START Input data

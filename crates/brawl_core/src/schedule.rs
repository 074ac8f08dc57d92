//! Delayed one-shot actions
//!
//! A min-heap keyed by due time. Every timer has an owning entity so an
//! entity being torn down can cancel everything it scheduled. Cancellation
//! is lazy: cancelled entries stay in the heap and are skipped on pop.

use crate::id::EntityRef;
use std::cmp::Ordering;
use std::collections::{BinaryHeap, HashMap};

/// Handle to a scheduled timer
#[derive(Debug, Clone, Copy, PartialEq, Eq, Hash)]
pub struct TimerId(u64);

struct Scheduled<A> {
    due: f64,
    id: TimerId,
    owner: EntityRef,
    action: A,
}

impl<A> PartialEq for Scheduled<A> {
    fn eq(&self, other: &Self) -> bool {
        self.id == other.id
    }
}

impl<A> Eq for Scheduled<A> {}

impl<A> PartialOrd for Scheduled<A> {
    fn partial_cmp(&self, other: &Self) -> Option<Ordering> {
        Some(self.cmp(other))
    }
}

impl<A> Ord for Scheduled<A> {
    // Reversed so the earliest due time sits at the top of the max-heap.
    // Ties go to the timer scheduled first.
    fn cmp(&self, other: &Self) -> Ordering {
        other
            .due
            .partial_cmp(&self.due)
            .unwrap_or(Ordering::Equal)
            .then_with(|| other.id.0.cmp(&self.id.0))
    }
}

/// A timer that came due
#[derive(Debug, Clone, PartialEq)]
pub struct Fired<A> {
    pub id: TimerId,
    pub owner: EntityRef,
    pub due: f64,
    pub action: A,
}

/// Priority queue of delayed actions
pub struct TimerQueue<A> {
    heap: BinaryHeap<Scheduled<A>>,
    /// Live (not cancelled, not fired) timers and their owners
    pending: HashMap<TimerId, EntityRef>,
    next_id: u64,
}

impl<A> TimerQueue<A> {
    /// Create an empty queue
    pub fn new() -> Self {
        Self {
            heap: BinaryHeap::new(),
            pending: HashMap::new(),
            next_id: 0,
        }
    }

    /// Schedule `action` for `owner` at absolute time `due`
    pub fn schedule(&mut self, due: f64, owner: EntityRef, action: A) -> TimerId {
        let id = TimerId(self.next_id);
        self.next_id += 1;
        self.pending.insert(id, owner);
        self.heap.push(Scheduled {
            due,
            id,
            owner,
            action,
        });
        id
    }

    /// Cancel one timer. Returns false if it already fired or was cancelled.
    pub fn cancel(&mut self, id: TimerId) -> bool {
        self.pending.remove(&id).is_some()
    }

    /// Cancel every pending timer owned by `owner`, returning how many
    pub fn cancel_owner(&mut self, owner: EntityRef) -> usize {
        let before = self.pending.len();
        self.pending.retain(|_, o| *o != owner);
        before - self.pending.len()
    }

    /// Pop every live timer due at or before `now`, earliest first
    pub fn pop_due(&mut self, now: f64) -> Vec<Fired<A>> {
        let mut fired = Vec::new();
        while let Some(top) = self.heap.peek() {
            if top.due > now {
                break;
            }
            let Some(entry) = self.heap.pop() else {
                break;
            };
            if self.pending.remove(&entry.id).is_some() {
                fired.push(Fired {
                    id: entry.id,
                    owner: entry.owner,
                    due: entry.due,
                    action: entry.action,
                });
            }
        }
        fired
    }

    /// Number of live timers
    pub fn len(&self) -> usize {
        self.pending.len()
    }

    /// Check if no timers are live
    pub fn is_empty(&self) -> bool {
        self.pending.is_empty()
    }
}

impl<A> Default for TimerQueue<A> {
    fn default() -> Self {
        Self::new()
    }
}

#[cfg(test)]
mod tests {
    use super::*;
    use crate::id::EntityId;

    fn owner(i: u32) -> EntityRef {
        EntityRef::actor(EntityId::new(i, 0))
    }

    #[test]
    fn test_fires_in_due_order() {
        let mut q = TimerQueue::new();
        q.schedule(3.0, owner(0), "c");
        q.schedule(1.0, owner(0), "a");
        q.schedule(2.0, owner(0), "b");

        let fired: Vec<_> = q.pop_due(10.0).into_iter().map(|f| f.action).collect();
        assert_eq!(fired, vec!["a", "b", "c"]);
        assert!(q.is_empty());
    }

    #[test]
    fn test_not_due_yet() {
        let mut q = TimerQueue::new();
        q.schedule(5.0, owner(0), ());
        assert!(q.pop_due(4.9).is_empty());
        assert_eq!(q.pop_due(5.0).len(), 1);
    }

    #[test]
    fn test_same_due_keeps_schedule_order() {
        let mut q = TimerQueue::new();
        q.schedule(1.0, owner(0), 1);
        q.schedule(1.0, owner(0), 2);
        q.schedule(1.0, owner(0), 3);

        let fired: Vec<_> = q.pop_due(1.0).into_iter().map(|f| f.action).collect();
        assert_eq!(fired, vec![1, 2, 3]);
    }

    #[test]
    fn test_cancel_single() {
        let mut q = TimerQueue::new();
        q.schedule(1.0, owner(0), "keep");
        let drop = q.schedule(1.0, owner(0), "drop");

        assert!(q.cancel(drop));
        assert!(!q.cancel(drop));
        assert_eq!(q.len(), 1);

        let fired: Vec<_> = q.pop_due(2.0).into_iter().map(|f| f.action).collect();
        assert_eq!(fired, vec!["keep"]);
    }

    #[test]
    fn test_cancel_owner() {
        let mut q = TimerQueue::new();
        q.schedule(1.0, owner(1), "npc");
        q.schedule(2.0, owner(1), "npc again");
        q.schedule(1.5, owner(2), "other");

        assert_eq!(q.cancel_owner(owner(1)), 2);
        assert_eq!(q.len(), 1);
        assert!(q.pop_due(1.4).is_empty());

        let fired = q.pop_due(10.0);
        assert_eq!(fired.len(), 1);
        assert_eq!(fired[0].owner, owner(2));
    }
}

END Input data

Task prompt
Print the data in full. Match it exactly.

Solution to this problem
filename crates/brawl_core/src/schedule.rs
repository 074ac8f08dc57d92
//! Delayed one-shot actions
//!
//! A min-heap keyed by due time. Every timer has an owning entity so an
//! entity being torn down can cancel everything it scheduled. Cancellation
//! is lazy: cancelled entries stay in the heap and are skipped on pop.

use crate::id::EntityRef;
use std::cmp::Ordering;
use std::collections::{BinaryHeap, HashMap};

/// Handle to a scheduled timer
#[derive(Debug, Clone, Copy, PartialEq, Eq, Hash)]
pub struct TimerId(u64);

struct Scheduled<A> {
    due: f64,
    id: TimerId,
    owner: EntityRef,
    action: A,
}

impl<A> PartialEq for Scheduled<A> {
    fn eq(&self, other: &Self) -> bool {
        self.id == other.id
    }
}

impl<A> Eq for Scheduled<A> {}

impl<A> PartialOrd for Scheduled<A> {
    fn partial_cmp(&self, other: &Self) -> Option<Ordering> {
        Some(self.cmp(other))
    }
}

impl<A> Ord for Scheduled<A> {
    // Reversed so the earliest due time sits at the top of the max-heap.
    // Ties go to the timer scheduled first.
    fn cmp(&self, other: &Self) -> Ordering {
        other
            .due
            .partial_cmp(&self.due)
            .unwrap_or(Ordering::Equal)
            .then_with(|| other.id.0.cmp(&self.id.0))
    }
}

/// A timer that came due
#[derive(Debug, Clone, PartialEq)]
pub struct Fired<A> {
    pub id: TimerId,
    pub owner: EntityRef,
    pub due: f64,
    pub action: A,
}

/// Priority queue of delayed actions
pub struct TimerQueue<A> {
    heap: BinaryHeap<Scheduled<A>>,
    /// Live (not cancelled, not fired) timers and their owners
    pending: HashMap<TimerId, EntityRef>,
    next_id: u64,
}

impl<A> TimerQueue<A> {
    /// Create an empty queue
    pub fn new() -> Self {
        Self {
            heap: BinaryHeap::new(),
            pending: HashMap::new(),
            next_id: 0,
        }
    }

    /// Schedule `action` for `owner` at absolute time `due`
    pub fn schedule(&mut self, due: f64, owner: EntityRef, action: A) -> TimerId {
        let id = TimerId(self.next_id);
        self.next_id += 1;
        self.pending.insert(id, owner);
        self.heap.push(Scheduled {
            due,
            id,
            owner,
            action,
        });
        id
    }

    /// Cancel one timer. Returns false if it already fired or was cancelled.
    pub fn cancel(&mut self, id: TimerId) -> bool {
        self.pending.remove(&id).is_some()
    }

    /// Cancel every pending timer owned by `owner`, returning how many
    pub fn cancel_owner(&mut self, owner: EntityRef) -> usize {
        let before = self.pending.len();
        self.pending.retain(|_, o| *o != owner);
        before - self.pending.len()
    }

    /// Pop every live timer due at or before `now`, earliest first
    pub fn pop_due(&mut self, now: f64) -> Vec<Fired<A>> {
        let mut fired = Vec::new();
        while let Some(top) = self.heap.peek() {
            if top.due > now {
                break;
            }
            let Some(entry) = self.heap.pop() else {
                break;
            };
            if self.pending.remove(&entry.id).is_some() {
                fired.push(Fired {
                    id: entry.id,
                    owner: entry.owner,
                    due: entry.due,
                    action: entry.action,
                });
            }
        }
        fired
    }

    /// Number of live timers
    pub fn len(&self) -> usize {
        self.pending.len()
    }

    /// Check if no timers are live
    pub fn is_empty(&self) -> bool {
        self.pending.is_empty()
    }
}

impl<A> Default for TimerQueue<A> {
    fn default() -> Self {
        Self::new()
    }
}

#[cfg(test)]
mod tests {
    use super::*;
    use crate::id::EntityId;

    fn owner(i: u32) -> EntityRef {
        EntityRef::actor(EntityId::new(i, 0))
    }

    #[test]
    fn test_fires_in_due_order() {
        let mut q = TimerQueue::new();
        q.schedule(3.0, owner(0), "c");
        q.schedule(1.0, owner(0), "a");
        q.schedule(2.0, owner(0), "b");

        let fired: Vec<_> = q.pop_due(10.0).into_iter().map(|f| f.action).collect();
        assert_eq!(fired, vec!["a", "b", "c"]);
        assert!(q.is_empty());
    }

    #[test]
    fn test_not_due_yet() {
        let mut q = TimerQueue::new();
        q.schedule(5.0, owner(0), ());
        assert!(q.pop_due(4.9).is_empty());
        assert_eq!(q.pop_due(5.0).len(), 1);
    }

    #[test]
    fn test_same_due_keeps_schedule_order() {
        let mut q = TimerQueue::new();
        q.schedule(1.0, owner(0), 1);
        q.schedule(1.0, owner(0), 2);
        q.schedule(1.0, owner(0), 3);

        let fired: Vec<_> = q.pop_due(1.0).into_iter().map(|f| f.action).collect();
        assert_eq!(fired, vec![1, 2, 3]);
    }

    #[test]
    fn test_cancel_single() {
        let mut q = TimerQueue::new();
        q.schedule(1.0, owner(0), "keep");
        let drop = q.schedule(1.0, owner(0), "drop");

        assert!(q.cancel(drop));
        assert!(!q.cancel(drop));
        assert_eq!(q.len(), 1);

        let fired: Vec<_> = q.pop_due(2.0).into_iter().map(|f| f.action).collect();
        assert_eq!(fired, vec!["keep"]);
    }

    #[test]
    fn test_cancel_owner() {
        let mut q = TimerQueue::new();
        q.schedule(1.0, owner(1), "npc");
        q.schedule(2.0, owner(1), "npc again");
        q.schedule(1.5, owner(2), "other");

        assert_eq!(q.cancel_owner(owner(1)), 2);
        assert_eq!(q.len(), 1);
        assert!(q.pop_due(1.4).is_empty());

        let fired = q.pop_due(10.0);
        assert_eq!(fired.len(), 1);
        assert_eq!(fired[0].owner, owner(2));
    }
}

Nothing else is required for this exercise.